Now, I've worked plenty of places that didn't even HAVE a photocopier, but where there has been one, generally teachers just LOVE to drag in tons and tons of photocopied activities, to toss at the students or even just to have in case they run out of stuff to do. 

And there's always shit left over, always.  EFL schools all around the world are fucking littered with leftover paper garbage, which lays on a shelf somewhere until it gets tossed away.

And so many of these activities involve slicing a sheet of paper up into little pieces, good fucking god, you could spend all your valuable drinking time doing that. 

So, some tips. 

FIRST:  DO YOU REALLY NEED TO PHOTOCOPY THAT SHIT?

Suppose you are photocopying some activity that is essentially just a list of questions for the students to discuss.  Might be in the form of a questionnaire -- that's a popular ABSOLUTE WASTE OF TREES.

Hey, dumbshit:  why not just write the questions up on the board?

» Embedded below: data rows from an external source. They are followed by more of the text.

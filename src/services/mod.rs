//! Service layer: the load aggregation core plus import and analysis
//! orchestration on top of the repository.

pub mod analysis;
pub mod import;
pub mod vacation_load;

pub use analysis::analyze_range;
pub use import::{import_all_countries, import_public_holidays};
pub use vacation_load::{calculate_vacation_load, compute_vacation_load};
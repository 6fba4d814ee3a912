//! Outbound clients for third-party calendar providers.

pub mod nager;

use anyhow::Result;
use async_trait::async_trait;
use serde::{Deserialize, Serialize};

pub use nager::NagerClient;

/// One public-holiday row as delivered by the provider.
///
/// Mirrors the Nager.Date v3 payload; `counties` lists ISO 3166-2
/// subdivision codes and is absent for national holidays.
#[derive(Debug, Clone, Serialize, Deserialize)]
#[serde(rename_all = "camelCase")]
pub struct ProviderHoliday {
    /// ISO date string, e.g. "2025-10-03".
    pub date: String,
    pub local_name: String,
    pub name: String,
    pub country_code: String,
    #[serde(default)]
    pub global: bool,
    #[serde(default)]
    pub counties: Option<Vec<String>>,
    #[serde(default)]
    pub types: Option<Vec<String>>,
}

/// Source of public-holiday data for one country and year.
#[async_trait]
pub trait HolidayProvider: Send + Sync {
    async fn fetch_public_holidays(
        &self,
        country_code: &str,
        year: i32,
    ) -> Result<Vec<ProviderHoliday>>;
}

#[cfg(test)]
mod tests {
    use super::*;

    #[test]
    fn test_provider_holiday_parses_nager_payload() {
        let json = r#"{
            "date": "2025-08-15",
            "localName": "Mariä Himmelfahrt",
            "name": "Assumption Day",
            "countryCode": "DE",
            "global": false,
            "counties": ["DE-BY", "DE-SL"],
            "launchYear": null,
            "types": ["Public"]
        }"#;
        let holiday: ProviderHoliday = serde_json::from_str(json).unwrap();
        assert_eq!(holiday.local_name, "Mariä Himmelfahrt");
        assert_eq!(holiday.counties.as_deref(), Some(&["DE-BY".to_string(), "DE-SL".to_string()][..]));
        assert!(!holiday.global);
    }

    #[test]
    fn test_provider_holiday_tolerates_missing_optionals() {
        let json = r#"{
            "date": "2025-10-03",
            "localName": "Tag der Deutschen Einheit",
            "name": "German Unity Day",
            "countryCode": "DE"
        }"#;
        let holiday: ProviderHoliday = serde_json::from_str(json).unwrap();
        assert!(holiday.counties.is_none());
        assert!(holiday.types.is_none());
        assert!(!holiday.global);
    }
}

Or then there's some dumb fucking thing like "SNAP" games -- for example, the students have cards with irregular verbs on them, the infinitive and the past tense form, and they match the cards.  Whoa, what fun.

JUST HAVE THEM SAY THE GODDAM VERBS!  Student A says "run" Student B says "ran" and it's essentially the same activity without all the little scraps of paper to keep up with.

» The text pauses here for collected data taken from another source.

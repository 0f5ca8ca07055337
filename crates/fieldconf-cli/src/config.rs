//! Configuration management for the CLI
//!
//! Configuration comes from, in order of precedence:
//! - Command-line arguments
//! - An explicit file (`--config` or `FIELDCONF_CONFIG`)
//! - The first default location that exists
//! - Built-in defaults

use crate::error::{Error, Result};
use fieldconf_core::ValidationMode;
use serde::{Deserialize, Serialize};
use std::collections::BTreeMap;
use std::path::{Path, PathBuf};

/// Main configuration structure
#[derive(Debug, Clone, Default, PartialEq, Serialize, Deserialize)]
#[serde(default)]
pub struct Config {
    /// Pipeline behavior
    pub pipeline: PipelineConfig,

    /// Global template variables handed to the variable replacer
    pub variables: BTreeMap<String, String>,

    /// Output settings
    pub output: OutputConfig,

    /// Logging settings
    pub logging: LoggingConfig,
}

/// Pipeline configuration
#[derive(Debug, Clone, Default, PartialEq, Serialize, Deserialize)]
#[serde(default)]
pub struct PipelineConfig {
    /// Validation applied after processing
    pub validation: ValidationMode,

    /// Expand template variables in string overrides whose settings do not say
    pub expand_template_vars: bool,
}

/// Output configuration
#[derive(Debug, Clone, PartialEq, Serialize, Deserialize)]
#[serde(default)]
pub struct OutputConfig {
    /// Default output format
    pub format: String,

    /// Use colored output by default
    pub color: bool,
}

/// Logging configuration
#[derive(Debug, Clone, Default, PartialEq, Serialize, Deserialize)]
#[serde(default)]
pub struct LoggingConfig {
    /// Log level filter used when no `-v` flag is given
    pub level: Option<String>,

    /// Log format (compact, full, json)
    pub format: Option<String>,
}

impl Default for OutputConfig {
    fn default() -> Self {
        Self {
            format: "human".to_string(),
            color: true,
        }
    }
}

/// Supported config file encodings, picked by extension
#[derive(Debug, Clone, Copy, PartialEq, Eq)]
enum FileKind {
    Toml,
    Yaml,
    Json,
}

impl FileKind {
    fn from_path(path: &Path) -> Self {
        match path.extension().and_then(|s| s.to_str()) {
            Some("yaml") | Some("yml") => Self::Yaml,
            Some("json") => Self::Json,
            _ => Self::Toml,
        }
    }
}

impl Config {
    /// Load configuration from a file
    pub fn from_file(path: &Path) -> Result<Self> {
        if !path.exists() {
            return Err(Error::FileNotFound {
                path: path.to_path_buf(),
            });
        }

        let content = std::fs::read_to_string(path)?;
        Self::from_str_with_kind(&content, FileKind::from_path(path))
            .map_err(|e| Error::config(format!("{}: {}", path.display(), e)))
    }

    fn from_str_with_kind(content: &str, kind: FileKind) -> Result<Self> {
        let config = match kind {
            FileKind::Toml => toml::from_str(content)?,
            FileKind::Yaml => serde_yaml::from_str(content)?,
            FileKind::Json => serde_json::from_str(content)?,
        };
        Ok(config)
    }

    /// Load configuration from default locations
    pub fn load() -> Result<Self> {
        for path in Self::default_config_paths() {
            if path.exists() {
                tracing::debug!(path = %path.display(), "Loading configuration file");
                return Self::from_file(&path);
            }
        }

        tracing::debug!("No configuration file found, using defaults");
        Ok(Self::default())
    }

    /// Load configuration from a specific file or default locations
    pub fn load_with_file(file: Option<&Path>) -> Result<Self> {
        match file {
            Some(path) => Self::from_file(path),
            None => Self::load(),
        }
    }

    /// Get default configuration file paths to check
    pub fn default_config_paths() -> Vec<PathBuf> {
        let mut paths = vec![
            PathBuf::from(".fieldconf.toml"),
            PathBuf::from(".fieldconf.yaml"),
            PathBuf::from(".fieldconf.json"),
        ];

        if let Some(path) = Self::user_config_path() {
            paths.push(path);
        }

        paths
    }

    /// Location of the per-user config file
    pub fn user_config_path() -> Option<PathBuf> {
        dirs::config_dir().map(|d| d.join("fieldconf").join("config.toml"))
    }

    /// Serialize in the encoding matching the file extension
    pub fn to_string_for(&self, path: &Path) -> Result<String> {
        let content = match FileKind::from_path(path) {
            FileKind::Toml => toml::to_string_pretty(self)?,
            FileKind::Yaml => serde_yaml::to_string(self)?,
            FileKind::Json => serde_json::to_string_pretty(self)?,
        };
        Ok(content)
    }

    /// Save configuration to a file
    pub fn save(&self, path: &Path) -> Result<()> {
        let content = self.to_string_for(path)?;

        if let Some(parent) = path.parent() {
            if !parent.as_os_str().is_empty() {
                std::fs::create_dir_all(parent)?;
            }
        }

        std::fs::write(path, content)?;
        Ok(())
    }

    /// Global variables as the map the replacer expects
    pub fn global_variables(&self) -> std::collections::HashMap<String, String> {
        self.variables
            .iter()
            .map(|(k, v)| (k.clone(), v.clone()))
            .collect()
    }
}

#[cfg(test)]
mod tests {
    use super::*;
    use pretty_assertions::assert_eq;
    use std::io::Write;
    use tempfile::NamedTempFile;

    fn write_temp(suffix: &str, content: &str) -> NamedTempFile {
        let mut file = tempfile::Builder::new()
            .suffix(suffix)
            .tempfile()
            .unwrap();
        file.write_all(content.as_bytes()).unwrap();
        file
    }

    #[test]
    fn test_defaults() {
        let config = Config::default();
        assert_eq!(config.pipeline.validation, ValidationMode::Lenient);
        assert!(!config.pipeline.expand_template_vars);
        assert!(config.variables.is_empty());
        assert_eq!(config.output.format, "human");
        assert_eq!(config.logging.format, None);
    }

    #[test]
    fn test_load_toml() {
        let file = write_temp(
            ".toml",
            r#"
[pipeline]
validation = "strict"
expand_template_vars = true

[variables]
datacenter = "dc1"

[output]
format = "json"
"#,
        );

        let config = Config::from_file(file.path()).unwrap();
        assert_eq!(config.pipeline.validation, ValidationMode::Strict);
        assert!(config.pipeline.expand_template_vars);
        assert_eq!(config.variables.get("datacenter").map(String::as_str), Some("dc1"));
        assert_eq!(config.output.format, "json");
        assert!(config.output.color);
    }

    #[test]
    fn test_load_yaml_and_json() {
        let yaml = write_temp(".yaml", "pipeline:\n  validation: warn\nvariables:\n  env: prod\n");
        let config = Config::from_file(yaml.path()).unwrap();
        assert_eq!(config.pipeline.validation, ValidationMode::Warn);
        assert_eq!(config.global_variables().get("env").map(String::as_str), Some("prod"));

        let json = write_temp(".json", r#"{"logging": {"level": "debug"}}"#);
        let config = Config::from_file(json.path()).unwrap();
        assert_eq!(config.logging.level.as_deref(), Some("debug"));
        assert_eq!(config.pipeline, PipelineConfig::default());
    }

    #[test]
    fn test_invalid_file_is_config_error() {
        let file = write_temp(".toml", "[pipeline]\nvalidation = \"sometimes\"\n");
        let err = Config::from_file(file.path()).unwrap_err();
        assert!(matches!(err, Error::Config(_)));
        assert_eq!(err.exit_code(), 5);
    }

    #[test]
    fn test_missing_file() {
        let err = Config::from_file(Path::new("/nonexistent/fieldconf.toml")).unwrap_err();
        assert!(matches!(err, Error::FileNotFound { .. }));
    }

    #[test]
    fn test_save_and_reload() {
        let dir = tempfile::tempdir().unwrap();
        let path = dir.path().join("nested").join("config.toml");

        let mut config = Config::default();
        config.pipeline.validation = ValidationMode::Warn;
        config.variables.insert("host".to_string(), "web-1".to_string());
        config.save(&path).unwrap();

        assert_eq!(Config::from_file(&path).unwrap(), config);
    }
}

SECOND:  WHY DON'T YOU FUCKING AT LEAST SAVE THE SHIT?

Make sure the students don't fuck them up, and keep the activities, and then you can use them again sometime, which will allow you to sleep off your hangover some fine day in the future.  Some books recommend mounting activities on stiff cards and laminating them and so forth, but that sounds like a lot of damn fuss. . .

THIRD:  KEEP THE DAMN PAPER AND USE THE OTHER SIDE OF IT FOR SOMETHING!

Okay, this one is a little fey, I admit.  But I'm essentially a sensitive guy.  You can photocopy on the other side of something that's already been photocopied, you know.  No really.  It's not even difficult. 

Or of course you can use it for scrap paper.  Useful for all those half-sheets of paper you end up with after the ever stupid "Information Gap" activities, actually.  You can use them for lesson plans or notes, or just for doodling on in class when you're bored.

Or, of course, for writing down phone numbers of your female students you want to go out with. 

So go out and save some trees.  Add some oxygen to the atmosphere.  And tell 'em English Teacher X commanded it.